The New World (USA, 2005) Regie: Terrence Malick

Vorher:

Weiter geht die bildgewaltige Reise durch Malicks Welt. Ich wander in der Realität 7 Jahre voraus und im Film mehr als 300 Jahre zurück. Die Geschichte um John Smith und Pocahontas wird mir erzählt. Auch hier erwarte ich also Natur und Gewalt. Aber ich hoffe auch auf eine Liebesgeschichte. Film ab!

Mittendrin:

„So viele Monate auf See, ich bin es müde weiterzusuchen. Hier werden wir bleiben.“

„Welche Stimme spricht dort in meinem Inneren. Und geleitet mich stets auf mein Wohlbedacht.“

„Menschen sollen sich gegenseitig nicht ausbeuten.“

„In dem Moment als ich sterben sollte, warf sie sich auf mich.“

„Liebe. Sollen wir sie leugnen, wenn wir ihr begegnen?“

„Trau mir nicht.

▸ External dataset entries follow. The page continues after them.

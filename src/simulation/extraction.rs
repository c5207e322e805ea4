use super::calibration::CalibrationFactor;
use super::BodyModel;
use crate::dosing::as_seconds;
use crate::statistics::{self, moving_statistics, MovingStatistics, StdDevCorrection};
use chrono::{Duration, NaiveDateTime};
use serde::Serialize;
use std::collections::BTreeMap;

pub const DEFAULT_MOVING_WINDOW_DAYS: [i64; 3] = [5, 30, 90];

/// Leading part of the history left out of the long-term statistics.
pub const STATISTICS_SKIP_DAYS: i64 = 7;

const PALETTE: [&str; 10] = [
    "#1f77b4", "#ff7f0e", "#2ca02c", "#d62728", "#9467bd",
    "#8c564b", "#e377c2", "#7f7f7f", "#bcbd22", "#17becf",
];

pub fn get_color(n: usize) -> &'static str {
    PALETTE[n % PALETTE.len()]
}

#[derive(Debug, Clone)]
pub struct PlotOptions {
    pub display_step: Duration,
    pub calibrated: bool,
    pub stddev_multiplier: f64,
    pub offset: f64,
    pub use_wallclock: bool,
    pub color: bool,
    pub moving_window_days: Vec<i64>,
}

impl Default for PlotOptions {
    fn default() -> Self {
        Self {
            display_step: Duration::days(1),
            calibrated: false,
            stddev_multiplier: 1.0,
            offset: 0.0,
            use_wallclock: false,
            color: false,
            moving_window_days: DEFAULT_MOVING_WINDOW_DAYS.to_vec(),
        }
    }
}

#[derive(Debug, Clone, PartialEq, Serialize)]
#[serde(untagged)]
pub enum XAxis {
    Relative(Vec<f64>),
    Wallclock(Vec<NaiveDateTime>),
}

impl XAxis {
    pub fn len(&self) -> usize {
        match self {
            XAxis::Relative(x) => x.len(),
            XAxis::Wallclock(x) => x.len(),
        }
    }
    
    pub fn label(&self, i: usize) -> String {
        match self {
            XAxis::Relative(x) => x[i].to_string(),
            XAxis::Wallclock(x) => x[i].format("%Y-%m-%d %H:%M:%S").to_string(),
        }
    }
}

#[derive(Debug, Clone, PartialEq, Serialize)]
#[serde(untagged)]
pub enum DrugSeries {
    Raw(Vec<f64>),
    Banded {
        value: Vec<f64>,
        lower: Vec<f64>,
        upper: Vec<f64>,
        color: Option<String>,
    },
}

#[derive(Debug, Clone, Serialize)]
pub struct PlotData {
    pub x: XAxis,
    pub series: BTreeMap<String, DrugSeries>,
    pub moving: BTreeMap<String, Vec<MovingStatistics>>,
}

#[derive(Debug, Clone, PartialEq, Serialize)]
pub struct LabPoints {
    pub x: XAxis,
    pub y: Vec<f64>,
}

#[derive(Debug, Clone, PartialEq, Serialize)]
pub struct PredictionError {
    pub time: NaiveDateTime,
    pub drug: String,
    pub measured: f64,
    pub predicted: f64,
    pub percent: f64,
}

impl BodyModel {
    fn relative_time(&self, time: NaiveDateTime, display_step: Duration, offset: f64) -> f64 {
        as_seconds(time - self.origin()) / as_seconds(display_step) + offset
    }
    
    fn axis(&self, times: &[NaiveDateTime], display_step: Duration, offset: f64, use_wallclock: bool) -> XAxis {
        if use_wallclock {
            XAxis::Wallclock(times.to_vec())
        } else {
            XAxis::Relative(times.iter()
                .map(|t| self.relative_time(*t, display_step, offset))
                .collect())
        }
    }
    
    /// Calibration for every step of the timeline.
    fn factors_over_timeline(&self, key: &str) -> Vec<CalibrationFactor> {
        (0..self.duration)
            .map(|t| self.factor_at(key, self.time_at(t)).unwrap_or(CalibrationFactor::IDENTITY))
            .collect()
    }
    
    /// Calibrated value of a drug for every step, if it has a calibration.
    pub fn calibrated_timeline(&self, key: &str) -> Option<Vec<f64>> {
        if !self.is_calibrated(key) {
            return None;
        }
        let timeline = self.timeline.get(key)?;
        Some(timeline.iter()
            .zip(self.factors_over_timeline(key))
            .map(|(raw, factor)| raw * factor.average)
            .collect())
    }
    
    /// Arrays for the renderer. Raw series are scaled by the drug's display
    /// factor; calibrated series carry the band of `stddev_multiplier`
    /// deviations and, for calibrated drugs, the moving statistics.
    ///
    /// Calibrated output is only meaningful after `estimate_blood_levels`.
    pub fn get_plot_data(&self, options: &PlotOptions) -> PlotData {
        let times: Vec<NaiveDateTime> = (0..self.duration).map(|t| self.time_at(t)).collect();
        let x = self.axis(&times, options.display_step, options.offset, options.use_wallclock);
        
        let windows: Vec<usize> = options.moving_window_days.iter()
            .map(|days| self.steps_for(Duration::days(*days)).max(1))
            .collect();
        
        let mut series = BTreeMap::new();
        let mut moving = BTreeMap::new();
        for (n, (key, name)) in self.display_names().into_iter().enumerate() {
            let timeline = match self.timeline.get(&key) {
                Some(timeline) => timeline,
                None => continue,
            };
            
            if !options.calibrated {
                let factor = self.drugs.get(&key).map_or(1.0, |d| d.factor);
                series.insert(name, DrugSeries::Raw(timeline.iter().map(|v| v * factor).collect()));
                continue;
            }
            
            let factors = self.factors_over_timeline(&key);
            let value: Vec<f64> = timeline.iter()
                .zip(&factors)
                .map(|(raw, f)| raw * f.average)
                .collect();
            let lower = value.iter()
                .zip(&factors)
                .map(|(v, f)| v - f.std_dev * options.stddev_multiplier)
                .collect();
            let upper = value.iter()
                .zip(&factors)
                .map(|(v, f)| v + f.std_dev * options.stddev_multiplier)
                .collect();
            
            if self.is_calibrated(&key) && !windows.is_empty() {
                moving.insert(
                    name.clone(),
                    moving_statistics(&value, &windows, StdDevCorrection::SmallSample),
                );
            }
            
            series.insert(name, DrugSeries::Banded {
                value,
                lower,
                upper,
                color: options.color.then(|| get_color(n).to_string()),
            });
        }
        
        PlotData { x, series, moving }
    }
    
    /// Mean and population deviation of the calibrated level over the
    /// history, leaving out the first week.
    pub fn get_statistical_data(&self, key: &str) -> Option<(f64, f64)> {
        let values = self.calibrated_timeline(key)?;
        let start = self.steps_for(Duration::days(STATISTICS_SKIP_DAYS));
        let end = self.real_duration.min(values.len());
        if start >= end {
            return None;
        }
        
        let window = &values[start..end];
        Some((
            statistics::mean(window),
            statistics::std_dev(window, StdDevCorrection::Population),
        ))
    }
    
    /// Lab values as scatter points, keyed like the plot series.
    pub fn get_plot_lab_levels(
        &self,
        display_step: Duration,
        offset: f64,
        use_wallclock: bool,
    ) -> BTreeMap<String, LabPoints> {
        let mut out = BTreeMap::new();
        for (key, name) in self.display_names() {
            let values = self.lab_values(&key);
            if values.is_empty() {
                continue;
            }
            
            let times: Vec<NaiveDateTime> = values.iter().map(|(t, _)| *t).collect();
            out.insert(name, LabPoints {
                x: self.axis(&times, display_step, offset, use_wallclock),
                y: values.iter().map(|(_, v)| *v).collect(),
            });
        }
        out
    }
    
    /// Deviation of every lab value from the calibrated estimate at its time.
    pub fn prediction_errors(&self) -> Vec<PredictionError> {
        let mut out = Vec::new();
        for lab in &self.labs {
            for (key, measured) in &lab.values {
                let level = match self.get_blood_level_at_timepoint(key, lab.time) {
                    Ok(level) => level,
                    Err(_) => continue,
                };
                let predicted = level.value();
                let percent = if *measured != 0.0 {
                    (measured - predicted) / measured * 100.0
                } else {
                    0.0
                };
                out.push(PredictionError {
                    time: lab.time,
                    drug: key.clone(),
                    measured: *measured,
                    predicted,
                    percent,
                });
            }
        }
        out
    }
}

#[cfg(test)]
mod tests {
    use super::*;
    use crate::drugs::Drug;
    use crate::labs::LabObservation;
    use crate::simulation::tests::{at, date};
    use approx::assert_relative_eq;
    
    fn calibrated_model() -> BodyModel {
        let mut model = BodyModel::new(date(1), Duration::hours(1)).unwrap();
        let mut drug = Drug::new("A", Duration::hours(24)).unwrap();
        drug.set_factor(2.0);
        model.add_drug("a", drug);
        model.add_drug("b", Drug::new("B", Duration::hours(12)).unwrap());
        for day in 1..=31 {
            model.add_dose("a", 10.0, at(day, 8)).unwrap();
        }
        model.add_dose("b", 1.0, at(1, 0)).unwrap();
        model.calculate_timeline_at(date(31), at(21, 0)).unwrap();
        
        let r1 = model.get_drug_at_timepoint("a", at(10, 12)).unwrap();
        let r2 = model.get_drug_at_timepoint("a", at(15, 12)).unwrap();
        model.add_lab_data_list(vec![
            LabObservation::new(at(10, 12)).with_value("a", r1 * 9.0),
            LabObservation::new(at(15, 12)).with_value("a", r2 * 11.0),
        ]);
        model.estimate_blood_levels(StdDevCorrection::Bessel).unwrap();
        model
    }
    
    #[test]
    fn test_raw_plot_data() {
        let model = calibrated_model();
        let data = model.get_plot_data(&PlotOptions {
            display_step: Duration::hours(1),
            offset: -24.0,
            ..PlotOptions::default()
        });
        
        match &data.x {
            XAxis::Relative(x) => {
                assert_eq!(x.len(), 30 * 24);
                assert_eq!(x[0], -24.0);
                assert_eq!(x[25], 1.0);
            }
            other => panic!("unexpected axis {:?}", other),
        }
        match &data.series["A"] {
            DrugSeries::Raw(values) => {
                assert_relative_eq!(values[8], 20.0, epsilon = 1e-9);
            }
            other => panic!("unexpected series {:?}", other),
        }
        assert!(data.moving.is_empty());
    }
    
    #[test]
    fn test_calibrated_plot_data() {
        let model = calibrated_model();
        let data = model.get_plot_data(&PlotOptions {
            calibrated: true,
            stddev_multiplier: 2.0,
            color: true,
            use_wallclock: true,
            ..PlotOptions::default()
        });
        
        assert_eq!(data.x, XAxis::Wallclock((0..30 * 24).map(|t| model.time_at(t)).collect()));
        let factor = model.calibration_factors("a").unwrap()[0];
        assert_relative_eq!(factor.average, 10.0, epsilon = 1e-9);
        
        match &data.series["A"] {
            DrugSeries::Banded { value, lower, upper, color } => {
                let raw = model.timeline("a").unwrap();
                assert_relative_eq!(value[100], raw[100] * 10.0, epsilon = 1e-9);
                assert_relative_eq!(upper[100] - lower[100], 4.0 * factor.std_dev, epsilon = 1e-9);
                assert_eq!(color.as_deref(), Some(get_color(0)));
            }
            other => panic!("unexpected series {:?}", other),
        }
        match &data.series["B"] {
            DrugSeries::Banded { value, lower, color, .. } => {
                assert_eq!(value, lower);
                assert_eq!(color.as_deref(), Some(get_color(1)));
            }
            other => panic!("unexpected series {:?}", other),
        }
        
        let moving = &data.moving["A"];
        assert_eq!(moving.iter().map(|m| m.window).collect::<Vec<_>>(), vec![120, 720, 2160]);
        assert!(!data.moving.contains_key("B"));
    }
    
    #[test]
    fn test_statistical_data() {
        let model = calibrated_model();
        let (mean, std_dev) = model.get_statistical_data("a").unwrap();
        
        let calibrated = model.calibrated_timeline("a").unwrap();
        let window = &calibrated[7 * 24..20 * 24];
        assert_relative_eq!(mean, statistics::mean(window), epsilon = 1e-9);
        assert!(std_dev > 0.0);
        assert!(model.get_statistical_data("b").is_none());
    }
    
    #[test]
    fn test_lab_points_and_prediction_errors() {
        let model = calibrated_model();
        let labs = model.get_plot_lab_levels(Duration::days(1), 0.0, false);
        
        assert_eq!(labs.len(), 1);
        assert_eq!(labs["A"].x, XAxis::Relative(vec![9.5, 14.5]));
        
        let errors = model.prediction_errors();
        assert_eq!(errors.len(), 2);
        assert_relative_eq!(errors[0].percent, (9.0 - 10.0) / 9.0 * 100.0, epsilon = 1e-9);
        assert_relative_eq!(errors[1].percent, (11.0 - 10.0) / 11.0 * 100.0, epsilon = 1e-9);
    }
}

Du weißt nicht, wer ich bin.“

„Die Erde wurde für diejenigen geschaffen, die sie zu verbessern wissen.“

„Alles ist vollkommen. Ich will mich an ihn verlieren. Wahrhaft.“

Hinterher:

Auch hier haben mich mal wieder die typischen Malick Zutaten begeistert: berauschende Naturbilder, Philosophisches aus dem Off. Wenig Dialog. Diesmal trifft ein melancholischer Soldat der Besetzer auf die Faszination der naturverbundenen Indianer und die Liebe der Häuptlingstochter Pocahontas. Während die Engländer wie Falschgeld in der Gegend herumleben und mit der Umgebung überhaupt nicht klarkommen, sind die Eingeborenen Teil der Natur. Und Colin Farrell gefällt mir ganz gut als Zerrissener zwischen diesen beiden Welten. Er hat hauptsächlich einen Gesichtsausdruck drauf: leidend, zweifelnd und skeptisch. Das Gesicht glättet sich nur ein wenig, wenn Pocahontas in seiner Nähe ist. Sie ist natürlich das betörende Glanzstück des Films. Wunderschön, natürlich, naiv und weise zugleich. Insgesamt finde ich die Liebesgeschichte zwar sehr dick aufgetragen, aber sie passt toll zum Pathos der Naturaufnahmen. Ich habe direkt Lust nur noch Wildleder zu tragen, mir die Haare bis auf den Rücken wachsen zu lassen und auf einer Wiese auf einen rehäugigen Abenteurer zu warten. Insgesamt fand ich den Film etwas langatmig. Bin ich der tollen Bilder, der Grashalme, der sanften Musik und der philosopischen Stimmung etwa schon überdrüssig? Ein wenig. So satt möchte ich Malicks neustes Meisterwerk „Tree of life“ nicht sehen. Deshalb schiebe ich doch ein paar andere Filme dazwischen und vollende die Malick Serie erst, wenn ich die Schönheit wieder zu schätzen weiss.